EXERCISE BRIEF -> Every line below should be set down exactly as it appears.

Dataset excerpts ->
■ ■ ■ ■ ■

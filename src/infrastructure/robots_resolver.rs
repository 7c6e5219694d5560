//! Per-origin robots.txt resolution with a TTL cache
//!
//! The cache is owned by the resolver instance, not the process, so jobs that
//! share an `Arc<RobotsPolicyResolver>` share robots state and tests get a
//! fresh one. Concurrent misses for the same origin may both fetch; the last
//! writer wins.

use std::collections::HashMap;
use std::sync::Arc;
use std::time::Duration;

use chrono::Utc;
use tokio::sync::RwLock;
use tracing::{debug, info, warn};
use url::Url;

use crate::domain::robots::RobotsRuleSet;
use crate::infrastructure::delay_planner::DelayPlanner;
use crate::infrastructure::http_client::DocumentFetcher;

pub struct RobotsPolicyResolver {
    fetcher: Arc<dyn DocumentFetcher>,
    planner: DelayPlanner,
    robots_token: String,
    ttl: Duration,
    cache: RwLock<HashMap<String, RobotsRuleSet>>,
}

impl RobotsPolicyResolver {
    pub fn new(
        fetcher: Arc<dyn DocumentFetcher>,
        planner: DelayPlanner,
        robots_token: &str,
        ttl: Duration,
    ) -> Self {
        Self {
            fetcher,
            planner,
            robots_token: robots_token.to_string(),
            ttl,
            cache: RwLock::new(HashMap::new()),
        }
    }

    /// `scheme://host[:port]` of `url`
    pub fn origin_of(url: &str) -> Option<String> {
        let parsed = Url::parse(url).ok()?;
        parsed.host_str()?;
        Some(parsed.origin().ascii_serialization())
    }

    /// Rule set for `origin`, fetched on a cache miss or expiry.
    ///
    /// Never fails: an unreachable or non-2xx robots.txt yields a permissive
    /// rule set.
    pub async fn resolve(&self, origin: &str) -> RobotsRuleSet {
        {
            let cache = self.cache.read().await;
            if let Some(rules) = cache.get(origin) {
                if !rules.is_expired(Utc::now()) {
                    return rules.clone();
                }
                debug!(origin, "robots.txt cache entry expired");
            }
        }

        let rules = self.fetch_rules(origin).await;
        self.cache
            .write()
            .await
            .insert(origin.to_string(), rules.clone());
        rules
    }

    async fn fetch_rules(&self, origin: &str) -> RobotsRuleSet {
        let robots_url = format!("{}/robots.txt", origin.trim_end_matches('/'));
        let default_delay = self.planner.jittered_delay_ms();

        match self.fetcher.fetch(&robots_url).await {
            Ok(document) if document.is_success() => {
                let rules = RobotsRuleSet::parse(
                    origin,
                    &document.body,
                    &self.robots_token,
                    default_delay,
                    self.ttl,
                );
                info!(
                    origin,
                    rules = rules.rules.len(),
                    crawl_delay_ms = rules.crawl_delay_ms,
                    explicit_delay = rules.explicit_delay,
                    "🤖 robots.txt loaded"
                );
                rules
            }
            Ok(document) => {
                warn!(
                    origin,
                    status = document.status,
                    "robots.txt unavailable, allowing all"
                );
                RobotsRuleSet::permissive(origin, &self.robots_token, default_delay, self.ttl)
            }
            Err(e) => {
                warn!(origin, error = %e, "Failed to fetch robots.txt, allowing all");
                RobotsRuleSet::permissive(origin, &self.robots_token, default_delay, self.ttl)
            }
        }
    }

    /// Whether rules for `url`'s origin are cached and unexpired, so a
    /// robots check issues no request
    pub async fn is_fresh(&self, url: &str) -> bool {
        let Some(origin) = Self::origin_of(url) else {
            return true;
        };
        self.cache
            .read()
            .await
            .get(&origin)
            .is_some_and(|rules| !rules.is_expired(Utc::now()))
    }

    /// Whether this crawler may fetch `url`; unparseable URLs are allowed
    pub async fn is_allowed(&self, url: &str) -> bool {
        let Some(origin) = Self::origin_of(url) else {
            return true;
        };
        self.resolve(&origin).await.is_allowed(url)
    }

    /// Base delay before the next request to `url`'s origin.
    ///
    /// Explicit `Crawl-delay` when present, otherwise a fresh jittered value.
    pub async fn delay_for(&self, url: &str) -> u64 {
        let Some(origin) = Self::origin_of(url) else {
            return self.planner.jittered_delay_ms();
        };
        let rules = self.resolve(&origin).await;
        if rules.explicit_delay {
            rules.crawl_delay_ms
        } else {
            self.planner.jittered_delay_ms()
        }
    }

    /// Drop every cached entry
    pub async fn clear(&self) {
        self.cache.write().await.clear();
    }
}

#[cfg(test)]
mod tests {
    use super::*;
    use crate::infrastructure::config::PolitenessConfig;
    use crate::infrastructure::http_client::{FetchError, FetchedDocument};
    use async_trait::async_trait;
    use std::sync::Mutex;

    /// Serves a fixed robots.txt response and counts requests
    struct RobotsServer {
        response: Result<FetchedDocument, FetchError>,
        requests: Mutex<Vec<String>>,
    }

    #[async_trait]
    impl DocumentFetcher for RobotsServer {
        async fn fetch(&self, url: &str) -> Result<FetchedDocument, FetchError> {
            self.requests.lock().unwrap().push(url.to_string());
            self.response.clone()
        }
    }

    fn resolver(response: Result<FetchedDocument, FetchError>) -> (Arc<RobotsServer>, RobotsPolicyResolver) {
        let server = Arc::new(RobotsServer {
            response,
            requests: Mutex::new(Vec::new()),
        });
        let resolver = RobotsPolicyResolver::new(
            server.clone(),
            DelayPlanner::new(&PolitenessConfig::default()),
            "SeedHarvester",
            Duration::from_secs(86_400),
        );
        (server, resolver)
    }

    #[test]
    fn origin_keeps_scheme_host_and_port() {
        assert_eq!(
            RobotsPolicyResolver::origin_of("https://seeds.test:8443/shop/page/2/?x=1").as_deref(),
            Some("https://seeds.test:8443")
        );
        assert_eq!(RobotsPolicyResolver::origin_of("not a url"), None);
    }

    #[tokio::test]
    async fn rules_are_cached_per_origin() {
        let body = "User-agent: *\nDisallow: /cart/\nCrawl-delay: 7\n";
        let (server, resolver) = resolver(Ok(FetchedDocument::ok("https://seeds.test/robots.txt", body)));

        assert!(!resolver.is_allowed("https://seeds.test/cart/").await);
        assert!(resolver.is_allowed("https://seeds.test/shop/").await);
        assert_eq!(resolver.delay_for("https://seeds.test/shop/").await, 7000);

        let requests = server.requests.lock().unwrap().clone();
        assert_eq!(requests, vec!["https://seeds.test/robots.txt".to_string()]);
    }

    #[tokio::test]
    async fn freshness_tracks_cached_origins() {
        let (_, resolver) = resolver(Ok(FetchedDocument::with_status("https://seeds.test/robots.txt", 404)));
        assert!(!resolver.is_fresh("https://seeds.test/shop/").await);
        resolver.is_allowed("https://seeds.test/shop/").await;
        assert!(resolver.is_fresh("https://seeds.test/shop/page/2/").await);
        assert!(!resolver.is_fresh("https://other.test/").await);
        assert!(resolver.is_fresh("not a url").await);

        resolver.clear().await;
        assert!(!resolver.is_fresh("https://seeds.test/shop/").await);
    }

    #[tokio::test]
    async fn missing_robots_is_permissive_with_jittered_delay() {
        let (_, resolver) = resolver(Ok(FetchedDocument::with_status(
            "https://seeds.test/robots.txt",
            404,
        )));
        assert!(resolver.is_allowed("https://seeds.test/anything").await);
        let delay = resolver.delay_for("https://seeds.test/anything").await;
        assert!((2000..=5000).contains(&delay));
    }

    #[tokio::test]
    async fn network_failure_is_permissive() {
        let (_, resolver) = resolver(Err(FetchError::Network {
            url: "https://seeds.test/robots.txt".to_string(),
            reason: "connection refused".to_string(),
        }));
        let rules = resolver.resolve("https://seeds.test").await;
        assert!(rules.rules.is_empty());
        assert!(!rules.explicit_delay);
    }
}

■ ■ ■ ■ ■

EXERCISE SOLUTION ->
filename src/infrastructure/robots_resolver.rs
repository 7c6e5219694d5560
//! Per-origin robots.txt resolution with a TTL cache
//!
//! The cache is owned by the resolver instance, not the process, so jobs that
//! share an `Arc<RobotsPolicyResolver>` share robots state and tests get a
//! fresh one. Concurrent misses for the same origin may both fetch; the last
//! writer wins.

use std::collections::HashMap;
use std::sync::Arc;
use std::time::Duration;

use chrono::Utc;
use tokio::sync::RwLock;
use tracing::{debug, info, warn};
use url::Url;

use crate::domain::robots::RobotsRuleSet;
use crate::infrastructure::delay_planner::DelayPlanner;
use crate::infrastructure::http_client::DocumentFetcher;

pub struct RobotsPolicyResolver {
    fetcher: Arc<dyn DocumentFetcher>,
    planner: DelayPlanner,
    robots_token: String,
    ttl: Duration,
    cache: RwLock<HashMap<String, RobotsRuleSet>>,
}

impl RobotsPolicyResolver {
    pub fn new(
        fetcher: Arc<dyn DocumentFetcher>,
        planner: DelayPlanner,
        robots_token: &str,
        ttl: Duration,
    ) -> Self {
        Self {
            fetcher,
            planner,
            robots_token: robots_token.to_string(),
            ttl,
            cache: RwLock::new(HashMap::new()),
        }
    }

    /// `scheme://host[:port]` of `url`
    pub fn origin_of(url: &str) -> Option<String> {
        let parsed = Url::parse(url).ok()?;
        parsed.host_str()?;
        Some(parsed.origin().ascii_serialization())
    }

    /// Rule set for `origin`, fetched on a cache miss or expiry.
    ///
    /// Never fails: an unreachable or non-2xx robots.txt yields a permissive
    /// rule set.
    pub async fn resolve(&self, origin: &str) -> RobotsRuleSet {
        {
            let cache = self.cache.read().await;
            if let Some(rules) = cache.get(origin) {
                if !rules.is_expired(Utc::now()) {
                    return rules.clone();
                }
                debug!(origin, "robots.txt cache entry expired");
            }
        }

        let rules = self.fetch_rules(origin).await;
        self.cache
            .write()
            .await
            .insert(origin.to_string(), rules.clone());
        rules
    }

    async fn fetch_rules(&self, origin: &str) -> RobotsRuleSet {
        let robots_url = format!("{}/robots.txt", origin.trim_end_matches('/'));
        let default_delay = self.planner.jittered_delay_ms();

        match self.fetcher.fetch(&robots_url).await {
            Ok(document) if document.is_success() => {
                let rules = RobotsRuleSet::parse(
                    origin,
                    &document.body,
                    &self.robots_token,
                    default_delay,
                    self.ttl,
                );
                info!(
                    origin,
                    rules = rules.rules.len(),
                    crawl_delay_ms = rules.crawl_delay_ms,
                    explicit_delay = rules.explicit_delay,
                    "🤖 robots.txt loaded"
                );
                rules
            }
            Ok(document) => {
                warn!(
                    origin,
                    status = document.status,
                    "robots.txt unavailable, allowing all"
                );
                RobotsRuleSet::permissive(origin, &self.robots_token, default_delay, self.ttl)
            }
            Err(e) => {
                warn!(origin, error = %e, "Failed to fetch robots.txt, allowing all");
                RobotsRuleSet::permissive(origin, &self.robots_token, default_delay, self.ttl)
            }
        }
    }

    /// Whether rules for `url`'s origin are cached and unexpired, so a
    /// robots check issues no request
    pub async fn is_fresh(&self, url: &str) -> bool {
        let Some(origin) = Self::origin_of(url) else {
            return true;
        };
        self.cache
            .read()
            .await
            .get(&origin)
            .is_some_and(|rules| !rules.is_expired(Utc::now()))
    }

    /// Whether this crawler may fetch `url`; unparseable URLs are allowed
    pub async fn is_allowed(&self, url: &str) -> bool {
        let Some(origin) = Self::origin_of(url) else {
            return true;
        };
        self.resolve(&origin).await.is_allowed(url)
    }

    /// Base delay before the next request to `url`'s origin.
    ///
    /// Explicit `Crawl-delay` when present, otherwise a fresh jittered value.
    pub async fn delay_for(&self, url: &str) -> u64 {
        let Some(origin) = Self::origin_of(url) else {
            return self.planner.jittered_delay_ms();
        };
        let rules = self.resolve(&origin).await;
        if rules.explicit_delay {
            rules.crawl_delay_ms
        } else {
            self.planner.jittered_delay_ms()
        }
    }

    /// Drop every cached entry
    pub async fn clear(&self) {
        self.cache.write().await.clear();
    }
}

#[cfg(test)]
mod tests {
    use super::*;
    use crate::infrastructure::config::PolitenessConfig;
    use crate::infrastructure::http_client::{FetchError, FetchedDocument};
    use async_trait::async_trait;
    use std::sync::Mutex;

    /// Serves a fixed robots.txt response and counts requests
    struct RobotsServer {
        response: Result<FetchedDocument, FetchError>,
        requests: Mutex<Vec<String>>,
    }

    #[async_trait]
    impl DocumentFetcher for RobotsServer {
        async fn fetch(&self, url: &str) -> Result<FetchedDocument, FetchError> {
            self.requests.lock().unwrap().push(url.to_string());
            self.response.clone()
        }
    }

    fn resolver(response: Result<FetchedDocument, FetchError>) -> (Arc<RobotsServer>, RobotsPolicyResolver) {
        let server = Arc::new(RobotsServer {
            response,
            requests: Mutex::new(Vec::new()),
        });
        let resolver = RobotsPolicyResolver::new(
            server.clone(),
            DelayPlanner::new(&PolitenessConfig::default()),
            "SeedHarvester",
            Duration::from_secs(86_400),
        );
        (server, resolver)
    }

    #[test]
    fn origin_keeps_scheme_host_and_port() {
        assert_eq!(
            RobotsPolicyResolver::origin_of("https://seeds.test:8443/shop/page/2/?x=1").as_deref(),
            Some("https://seeds.test:8443")
        );
        assert_eq!(RobotsPolicyResolver::origin_of("not a url"), None);
    }

    #[tokio::test]
    async fn rules_are_cached_per_origin() {
        let body = "User-agent: *\nDisallow: /cart/\nCrawl-delay: 7\n";
        let (server, resolver) = resolver(Ok(FetchedDocument::ok("https://seeds.test/robots.txt", body)));

        assert!(!resolver.is_allowed("https://seeds.test/cart/").await);
        assert!(resolver.is_allowed("https://seeds.test/shop/").await);
        assert_eq!(resolver.delay_for("https://seeds.test/shop/").await, 7000);

        let requests = server.requests.lock().unwrap().clone();
        assert_eq!(requests, vec!["https://seeds.test/robots.txt".to_string()]);
    }

    #[tokio::test]
    async fn freshness_tracks_cached_origins() {
        let (_, resolver) = resolver(Ok(FetchedDocument::with_status("https://seeds.test/robots.txt", 404)));
        assert!(!resolver.is_fresh("https://seeds.test/shop/").await);
        resolver.is_allowed("https://seeds.test/shop/").await;
        assert!(resolver.is_fresh("https://seeds.test/shop/page/2/").await);
        assert!(!resolver.is_fresh("https://other.test/").await);
        assert!(resolver.is_fresh("not a url").await);

        resolver.clear().await;
        assert!(!resolver.is_fresh("https://seeds.test/shop/").await);
    }

    #[tokio::test]
    async fn missing_robots_is_permissive_with_jittered_delay() {
        let (_, resolver) = resolver(Ok(FetchedDocument::with_status(
            "https://seeds.test/robots.txt",
            404,
        )));
        assert!(resolver.is_allowed("https://seeds.test/anything").await);
        let delay = resolver.delay_for("https://seeds.test/anything").await;
        assert!((2000..=5000).contains(&delay));
    }

    #[tokio::test]
    async fn network_failure_is_permissive() {
        let (_, resolver) = resolver(Err(FetchError::Network {
            url: "https://seeds.test/robots.txt".to_string(),
            reason: "connection refused".to_string(),
        }));
        let rules = resolver.resolve("https://seeds.test").await;
        assert!(rules.rules.is_empty());
        assert!(!rules.explicit_delay);
    }
}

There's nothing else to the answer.